Changes to Custom Fields' implementation requiring action from you

DamianKedzierski · June 1, 2020, 5:25pm

A high number of custom fields can negatively impact performance, index size and indexing time in Jira. A big chunk of this impact is caused by the time it takes to index certain custom fields. This problem is especially painful for our biggest Data Center customers.

To minimise this impact, we’re introducing:

a view that surfaces custom fields that take longest to index,
optimizations that reduce the number of called field indexers
optimizations that reduce the amount of data stored in the Lucene index

A full reindex is required to benefit from the changes.

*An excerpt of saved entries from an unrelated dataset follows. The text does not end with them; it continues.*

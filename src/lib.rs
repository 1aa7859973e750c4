pub mod app;
pub mod config;
pub mod domain;
pub mod handlers;
pub mod repository;
pub mod services;
pub mod telegram;

#[cfg(test)]
mod test_support;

This post describes what are these changes about and how it can impact your apps.

Change 1: View the custom fields that take longest to index

When a custom field takes long to index, it can cause sudden indexing performance spikes. Normally, re-indexing time is not evenly distributed and there might be several fields which take up most of the indexing time. Now, instead of checking the logs for the stats, you can view them in Jira Data Center. Click Actions > Custom field indexing for a specific node to view the data (see EAP release notes for more details). If you see a custom field that is introduced by your app, you can take action to change its configuration to improve the overall performance.

Note: you can use these stats to validate how your app will impact reindexing time.

Change 2: Reducing the number of fields indexer calls when indexing an issue

Whenever an issue is being indexed, Jira retrieves all registered custom field indexers and calls their addIndex() method regardless of whether the custom field is applicable for the issue or not. This generates additional overhead and affects indexing time.

To reduce this overhead we’re introducing two improvements:

Optimization 1: We’re calling indexers only when their custom fields have values assigned

There is an experimental API exposed to mark your custom field type and the indexer being called only for existing values. See more details on how to use it here.

Optimization 2: We’re calling indexers only when their custom fields are applicable for the issue ( they are visible and have context assigned)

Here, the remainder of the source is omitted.